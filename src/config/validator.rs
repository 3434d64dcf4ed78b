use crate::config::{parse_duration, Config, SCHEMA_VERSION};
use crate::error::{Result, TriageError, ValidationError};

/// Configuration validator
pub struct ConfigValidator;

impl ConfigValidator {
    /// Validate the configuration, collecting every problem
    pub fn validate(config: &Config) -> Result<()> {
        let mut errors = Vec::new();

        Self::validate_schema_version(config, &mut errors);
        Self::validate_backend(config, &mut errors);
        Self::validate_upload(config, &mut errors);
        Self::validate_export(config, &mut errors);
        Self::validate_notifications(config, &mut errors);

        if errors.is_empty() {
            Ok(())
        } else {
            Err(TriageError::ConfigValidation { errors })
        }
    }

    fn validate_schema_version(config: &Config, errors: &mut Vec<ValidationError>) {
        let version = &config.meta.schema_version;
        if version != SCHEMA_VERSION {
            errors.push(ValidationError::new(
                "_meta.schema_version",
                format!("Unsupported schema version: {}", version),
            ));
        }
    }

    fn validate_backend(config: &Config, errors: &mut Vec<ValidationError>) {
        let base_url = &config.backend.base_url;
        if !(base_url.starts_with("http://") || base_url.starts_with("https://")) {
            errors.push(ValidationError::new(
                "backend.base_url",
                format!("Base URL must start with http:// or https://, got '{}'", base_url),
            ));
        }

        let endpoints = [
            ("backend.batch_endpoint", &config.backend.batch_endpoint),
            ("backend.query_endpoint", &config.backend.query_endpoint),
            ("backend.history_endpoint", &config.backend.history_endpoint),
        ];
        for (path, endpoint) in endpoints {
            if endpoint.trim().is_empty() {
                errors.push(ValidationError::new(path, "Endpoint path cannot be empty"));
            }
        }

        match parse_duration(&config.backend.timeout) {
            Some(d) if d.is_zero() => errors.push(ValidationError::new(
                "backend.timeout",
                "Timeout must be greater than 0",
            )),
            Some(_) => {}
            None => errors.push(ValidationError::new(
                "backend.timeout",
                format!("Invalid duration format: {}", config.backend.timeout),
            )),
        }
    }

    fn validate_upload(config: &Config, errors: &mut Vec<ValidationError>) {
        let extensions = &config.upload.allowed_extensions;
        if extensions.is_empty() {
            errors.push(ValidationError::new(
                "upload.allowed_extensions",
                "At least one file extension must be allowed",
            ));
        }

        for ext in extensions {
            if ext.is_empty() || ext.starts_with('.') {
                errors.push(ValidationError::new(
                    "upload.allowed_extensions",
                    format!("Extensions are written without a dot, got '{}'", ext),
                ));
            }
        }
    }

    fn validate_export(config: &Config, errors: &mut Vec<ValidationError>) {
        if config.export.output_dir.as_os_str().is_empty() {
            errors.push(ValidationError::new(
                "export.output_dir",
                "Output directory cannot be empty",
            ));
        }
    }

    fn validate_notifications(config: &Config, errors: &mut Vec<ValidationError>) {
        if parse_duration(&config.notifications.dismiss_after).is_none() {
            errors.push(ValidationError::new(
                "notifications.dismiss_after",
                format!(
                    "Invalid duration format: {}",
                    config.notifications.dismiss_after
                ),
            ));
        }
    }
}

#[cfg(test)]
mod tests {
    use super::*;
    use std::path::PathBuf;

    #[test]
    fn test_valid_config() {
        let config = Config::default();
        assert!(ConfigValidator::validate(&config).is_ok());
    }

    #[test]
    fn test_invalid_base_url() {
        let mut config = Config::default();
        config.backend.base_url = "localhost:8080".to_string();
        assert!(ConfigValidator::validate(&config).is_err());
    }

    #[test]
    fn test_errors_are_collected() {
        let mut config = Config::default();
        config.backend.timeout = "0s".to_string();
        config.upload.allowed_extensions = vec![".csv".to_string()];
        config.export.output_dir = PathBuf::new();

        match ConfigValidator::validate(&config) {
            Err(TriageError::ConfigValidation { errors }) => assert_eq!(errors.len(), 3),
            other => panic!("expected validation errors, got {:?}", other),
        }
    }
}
◆ ◆ ◆
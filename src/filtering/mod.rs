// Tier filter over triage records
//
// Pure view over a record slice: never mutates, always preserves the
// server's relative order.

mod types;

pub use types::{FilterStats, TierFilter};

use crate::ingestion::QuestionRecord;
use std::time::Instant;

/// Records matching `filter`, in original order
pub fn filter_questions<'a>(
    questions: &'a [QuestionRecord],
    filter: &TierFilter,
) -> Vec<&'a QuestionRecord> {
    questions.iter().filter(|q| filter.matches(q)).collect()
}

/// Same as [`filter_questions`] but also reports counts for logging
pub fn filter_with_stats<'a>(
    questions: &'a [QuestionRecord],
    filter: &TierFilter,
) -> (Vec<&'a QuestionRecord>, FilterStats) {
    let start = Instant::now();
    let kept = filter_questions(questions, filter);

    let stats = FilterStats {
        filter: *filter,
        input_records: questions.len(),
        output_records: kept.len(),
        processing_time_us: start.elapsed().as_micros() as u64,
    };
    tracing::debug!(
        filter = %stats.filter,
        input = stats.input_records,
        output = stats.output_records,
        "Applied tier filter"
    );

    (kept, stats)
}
◆ ◆ ◆
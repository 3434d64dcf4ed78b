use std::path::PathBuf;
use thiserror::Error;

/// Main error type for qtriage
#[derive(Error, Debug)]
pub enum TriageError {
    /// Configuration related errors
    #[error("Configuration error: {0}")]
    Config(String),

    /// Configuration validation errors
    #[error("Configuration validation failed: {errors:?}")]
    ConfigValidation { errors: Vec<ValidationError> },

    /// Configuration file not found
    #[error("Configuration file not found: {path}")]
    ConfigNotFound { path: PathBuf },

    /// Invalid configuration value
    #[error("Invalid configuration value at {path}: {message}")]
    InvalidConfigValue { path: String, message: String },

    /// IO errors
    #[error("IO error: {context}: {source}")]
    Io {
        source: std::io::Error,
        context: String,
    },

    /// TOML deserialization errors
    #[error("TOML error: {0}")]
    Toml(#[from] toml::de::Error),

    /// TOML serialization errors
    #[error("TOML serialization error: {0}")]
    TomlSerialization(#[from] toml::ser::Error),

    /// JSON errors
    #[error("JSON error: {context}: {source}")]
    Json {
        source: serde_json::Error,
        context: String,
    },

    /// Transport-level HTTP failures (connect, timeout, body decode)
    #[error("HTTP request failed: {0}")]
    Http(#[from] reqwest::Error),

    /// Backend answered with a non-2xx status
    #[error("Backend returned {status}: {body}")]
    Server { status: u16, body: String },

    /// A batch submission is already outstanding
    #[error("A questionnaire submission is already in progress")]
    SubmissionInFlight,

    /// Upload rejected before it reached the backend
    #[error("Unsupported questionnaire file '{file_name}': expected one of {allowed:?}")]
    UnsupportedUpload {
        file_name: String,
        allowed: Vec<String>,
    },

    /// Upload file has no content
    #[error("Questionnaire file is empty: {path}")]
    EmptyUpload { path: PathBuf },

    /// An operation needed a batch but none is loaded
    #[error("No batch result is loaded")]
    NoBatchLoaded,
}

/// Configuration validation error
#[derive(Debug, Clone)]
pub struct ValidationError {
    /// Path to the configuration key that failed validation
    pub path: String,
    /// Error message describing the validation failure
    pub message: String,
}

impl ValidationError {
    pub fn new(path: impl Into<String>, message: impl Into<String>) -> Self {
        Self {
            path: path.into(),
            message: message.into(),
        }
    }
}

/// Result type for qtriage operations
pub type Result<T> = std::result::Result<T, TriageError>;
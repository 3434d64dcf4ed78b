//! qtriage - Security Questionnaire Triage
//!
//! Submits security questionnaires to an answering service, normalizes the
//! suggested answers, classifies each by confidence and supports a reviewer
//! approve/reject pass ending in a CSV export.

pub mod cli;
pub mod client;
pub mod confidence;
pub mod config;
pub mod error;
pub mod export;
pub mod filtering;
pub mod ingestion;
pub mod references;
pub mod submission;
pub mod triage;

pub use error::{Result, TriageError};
◆ ◆ ◆
== Exercise objective ==
What you give back must be the stretch above, starting at the line with "filename src/config/validator.rs" and ending at the line with "Self::validate_notifications(config, &mut errors);", copied exactly.

== Exercise solution ==
filename src/config/validator.rs
repository 3434d64dcf4ed78b
use crate::config::{parse_duration, Config, SCHEMA_VERSION};
use crate::error::{Result, TriageError, ValidationError};

/// Configuration validator
pub struct ConfigValidator;

impl ConfigValidator {
    /// Validate the configuration, collecting every problem
    pub fn validate(config: &Config) -> Result<()> {
        let mut errors = Vec::new();

        Self::validate_schema_version(config, &mut errors);
        Self::validate_backend(config, &mut errors);
        Self::validate_upload(config, &mut errors);
        Self::validate_export(config, &mut errors);
        Self::validate_notifications(config, &mut errors);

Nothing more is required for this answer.